Look at the photo, it shows a yellow wire with the sheathing rubbed away until the wires are exposed, the other ones with the black areas are where its rubbing away the insulation soon to follow suit and expose the wires.
These came off of my Calgary based 76 Buffalo, its the short wires that run from the alternator socket into the rectifier socket on the electrical board.
This area was something I was meaning to get around to in my rolling restoration for this bike, but it got put off last year. Suspicions were on the cards since then as I'd had a few blips on the screen during last summers ride, a left cylinder dropping out with backfires and other little things hinting something was up electrically.
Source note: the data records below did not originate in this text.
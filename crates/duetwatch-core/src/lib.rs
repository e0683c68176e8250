//! Object model mirroring for RepRapFirmware (Duet) boards.
//!
//! Sits between `duetwatch-api` and the command-line driver:
//!
//! - **[`Printer`]** -- Lifecycle facade: [`connect()`](Printer::connect)
//!   opens a session and arms the overload drain,
//!   [`spawn_poller()`](Printer::spawn_poller) ticks the mirror on a fixed
//!   cadence, [`gcode()`](Printer::gcode) sends commands and waits for
//!   their replies.
//!
//! - **[`ObjectModelSynchronizer`]** -- Owns the baseline and the sequence
//!   counters. First tick: full chunked fetch. Later ticks: poll `seqs`,
//!   refetch the branches whose counters moved.
//!
//! - **[`ChunkedFetcher`]** -- Rebuilds a subtree from depth-limited and
//!   paged `rr_model` responses.
//!
//! - **[`ReplyCorrelator`]** -- Single-slot reply mailbox with the
//!   HTTP 503 drain.
//!
//! - **[`merge`]** -- Structural merge where the destination is
//!   authoritative and arrays never grow.

pub mod config;
pub mod error;
pub mod fetch;
pub mod merge;
pub mod node;
pub mod printer;
pub mod reply;
pub mod seqs;
pub mod sync;

// ── Primary re-exports ──────────────────────────────────────────────
pub use config::{DEFAULT_PASSWORD, PrinterConfig, TlsVerification};
pub use error::CoreError;
pub use fetch::{ChunkedFetcher, FetchCursor};
pub use merge::{MergeError, merge};
pub use node::Node;
pub use printer::{ConnectionState, Printer};
pub use reply::{MAX_BUFFERED_CLIENTS, ReplyCorrelator};
pub use seqs::SequenceCounters;
pub use sync::{ApplyPolicy, ObjectModelSynchronizer, SyncState, TickReport};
So what was happening behind there hidden out of view? the wires behind the panel had become fixed onto the rear inner fender from previous owners 'adjusting' them and were quietly rubbing away on the metal.
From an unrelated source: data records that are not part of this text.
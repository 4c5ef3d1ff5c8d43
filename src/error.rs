//! Error types and HTTP error response handling.
//!
//! This module defines all application errors and how they are converted
//! into HTTP responses with appropriate status codes and plain-text bodies.

use axum::{
    http::StatusCode,
    response::{IntoResponse, Response},
};

/// Application-wide error type.
///
/// Each variant maps to a specific HTTP status code and message.
///
/// # Error Categories
///
/// - **Validation Errors**: Invalid query parameters
/// - **Authentication Errors**: Missing, malformed or unverifiable bearer tokens
/// - **Routing Errors**: Unsupported HTTP method
/// - **Limit Errors**: Oversized request headers
/// - **Internal Errors**: Anything the client cannot fix
#[derive(Debug, thiserror::Error)]
pub enum AppError {
    /// Request parameters are invalid.
    ///
    /// Returns HTTP 400 Bad Request.
    /// The String is sent to the client as-is.
    #[error("{0}")]
    InvalidRequest(String),

    /// Authorization header is missing, malformed, or the token failed verification.
    ///
    /// Returns HTTP 401 Unauthorized. The cause is never surfaced to the client.
    #[error("Invalid Authorization header")]
    Unauthorized,

    /// The route exists but does not accept this method.
    ///
    /// Returns HTTP 405 Method Not Allowed.
    #[error("Method not allowed")]
    MethodNotAllowed,

    /// Request headers exceed the configured cap.
    ///
    /// Returns HTTP 431 Request Header Fields Too Large.
    #[error("Request header fields too large")]
    HeadersTooLarge,

    /// Something failed on our side (e.g. response encoding).
    ///
    /// Returns HTTP 500 Internal Server Error. The String is logged, not sent.
    #[error("Internal error: {0}")]
    Internal(String),
}

/// Convert AppError into an HTTP response.
///
/// # Status Code Mapping
///
/// - `InvalidRequest` → 400 Bad Request
/// - `Unauthorized` → 401 Unauthorized
/// - `MethodNotAllowed` → 405 Method Not Allowed
/// - `HeadersTooLarge` → 431 Request Header Fields Too Large
/// - `Internal` → 500 Internal Server Error (hides details from client)
impl IntoResponse for AppError {
    fn into_response(self) -> Response {
        let (status, message) = match self {
            AppError::InvalidRequest(msg) => (StatusCode::BAD_REQUEST, msg),
            AppError::Unauthorized => (StatusCode::UNAUTHORIZED, self.to_string()),
            AppError::MethodNotAllowed => (StatusCode::METHOD_NOT_ALLOWED, self.to_string()),
            AppError::HeadersTooLarge => (
                StatusCode::REQUEST_HEADER_FIELDS_TOO_LARGE,
                self.to_string(),
            ),
            AppError::Internal(ref detail) => {
                tracing::error!("{}", detail);
                (
                    StatusCode::INTERNAL_SERVER_ERROR,
                    "Internal server error".to_string(),
                )
            }
        };

        // String bodies are sent as text/plain; charset=utf-8
        (status, message).into_response()
    }
}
The points wire for the left cylinder was also in the same mess and from what I could see these wires had been so for a very long time.
The fender was actually etched deeply where the wires were constantly arcing into the metal and I'm surprised the whole thing didn't go up in a fireball given how much old oil was behind there on them.
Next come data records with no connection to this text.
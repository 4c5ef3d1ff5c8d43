//! Random data HTTP handlers.
//!
//! This module implements the protected data endpoints:
//! - GET /data - One random record
//! - GET /data-massive - Array of random records

use crate::{
    error::AppError,
    middleware::auth::AuthContext,
    models::record::{BulkParams, DataResponse},
    services::generator,
};
use axum::{
    Extension, Json,
    extract::Query,
    http::header,
    response::{IntoResponse, Response},
};

/// Serve a single random record.
///
/// # Endpoint
///
/// `GET /data`
///
/// # Response (200 OK)
///
/// ```json
/// {
///   "timestamp": "2025-12-21T19:00:00.123456789Z",
///   "random_value": 421
/// }
/// ```
pub async fn get_data(Extension(auth): Extension<AuthContext>) -> Json<DataResponse> {
    let record = generator::single_record();

    tracing::info!(
        "Served /data request: Timestamp={}, RandomValue={}, Subject={:?}",
        record.timestamp.to_rfc3339(),
        record.random_value,
        auth.subject
    );

    Json(record)
}

/// Serve `size` random records.
///
/// # Endpoint
///
/// `GET /data-massive?size=N`
///
/// # Query Parameters
///
/// - `size` - optional non-negative integer, defaults to 100
///
/// # Response
///
/// - **Success (200 OK)**: JSON array with exactly `size` records
/// - **Error (400)**: `size` is not an integer or is negative
/// - **Error (500)**: the array could not be allocated or encoded
///
/// Repeated `size` parameters use the first occurrence.
///
/// The whole array is encoded before anything is written, so a 500 never
/// follows a partial body.
pub async fn get_data_massive(
    Extension(auth): Extension<AuthContext>,
    Query(pairs): Query<Vec<(String, String)>>,
) -> Result<Response, AppError> {
    let params = BulkParams::from(pairs);
    let size = generator::parse_size(params.size.as_deref())?;
    let items = generator::bulk_records(size)?;

    let body = serde_json::to_vec(&items).map_err(|e| {
        AppError::Internal(format!("Error marshaling JSON for /data-massive: {}", e))
    })?;

    tracing::info!(
        "Served /data-massive request: Records={}, Bytes={}, Subject={:?}",
        items.len(),
        body.len(),
        auth.subject
    );

    Ok(([(header::CONTENT_TYPE, "application/json")], body).into_response())
}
The LH points would short to ground and drop the cylinder, then it would temporarily fix itself, backfire then come to life again as it did a few times on last years trip, but the alternator was surely going to burn up eventually, being repeatedly shorted directly to ground on this phase was not a healthy situation..
I replaced the wires, tidied it all up and such like for now, but I plan to do some harness update work in that area when I go back to swap out the metal inner fender for a restored one.
I only have to wait till next summer to do it so I have some time to get all the required items ready.